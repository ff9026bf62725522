// src/cache/memory.rs
//! In-process cache tier: a TTL map behind an `RwLock`. TTLs are capped so
//! a long durable TTL can never keep this tier serving stale data.

use std::collections::HashMap;
use std::sync::RwLock;
use std::time::{Duration, Instant};

struct Entry {
    value: serde_json::Value,
    expires_at: Instant,
}

pub struct MemoryTier {
    entries: RwLock<HashMap<String, Entry>>,
    ttl_cap: Duration,
}

impl MemoryTier {
    pub fn new(ttl_cap: Duration) -> Self {
        Self {
            entries: RwLock::new(HashMap::new()),
            ttl_cap,
        }
    }

    pub fn ttl_cap(&self) -> Duration {
        self.ttl_cap
    }

    pub fn get(&self, key: &str) -> Option<serde_json::Value> {
        let guard = match self.entries.read() {
            Ok(g) => g,
            Err(poison) => poison.into_inner(),
        };
        let entry = guard.get(key)?;
        if entry.expires_at <= Instant::now() {
            return None;
        }
        Some(entry.value.clone())
    }

    pub fn set(&self, key: &str, value: serde_json::Value, ttl: Duration) {
        let ttl = ttl.min(self.ttl_cap);
        let mut guard = match self.entries.write() {
            Ok(g) => g,
            Err(poison) => poison.into_inner(),
        };
        let now = Instant::now();
        // lazy eviction keeps get() on the read path
        guard.retain(|_, e| e.expires_at > now);
        guard.insert(
            key.to_string(),
            Entry {
                value,
                expires_at: now + ttl,
            },
        );
    }

    /// Remove entries whose key starts with `prefix` (all entries when
    /// absent). Returns the number removed.
    pub fn flush(&self, prefix: Option<&str>) -> usize {
        let mut guard = match self.entries.write() {
            Ok(g) => g,
            Err(poison) => poison.into_inner(),
        };
        let before = guard.len();
        match prefix {
            None => guard.clear(),
            Some(p) => guard.retain(|k, _| !k.starts_with(p)),
        }
        before - guard.len()
    }
}

#[cfg(test)]
mod tests {
    use super::*;
    use serde_json::json;

    #[test]
    fn set_get_roundtrip_and_prefix_flush() {
        let tier = MemoryTier::new(Duration::from_secs(60));
        tier.set("feed:video:a", json!({"n": 1}), Duration::from_secs(30));
        tier.set("feed:article:b", json!({"n": 2}), Duration::from_secs(30));

        assert_eq!(tier.get("feed:video:a"), Some(json!({"n": 1})));
        assert_eq!(tier.get("feed:video:missing"), None);

        assert_eq!(tier.flush(Some("feed:video")), 1);
        assert_eq!(tier.get("feed:video:a"), None);
        assert_eq!(tier.get("feed:article:b"), Some(json!({"n": 2})));

        assert_eq!(tier.flush(None), 1);
        assert_eq!(tier.get("feed:article:b"), None);
    }

    #[test]
    fn ttl_is_capped_and_entries_expire() {
        let tier = MemoryTier::new(Duration::from_millis(10));
        // requested TTL far above the cap; entry must still expire quickly
        tier.set("k", json!("v"), Duration::from_secs(3600));
        assert_eq!(tier.get("k"), Some(json!("v")));
        std::thread::sleep(Duration::from_millis(30));
        assert_eq!(tier.get("k"), None);
    }
}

Goal of the exercise: Across the data above, count every line with "feed" in it and write only the total.

Finished task: 8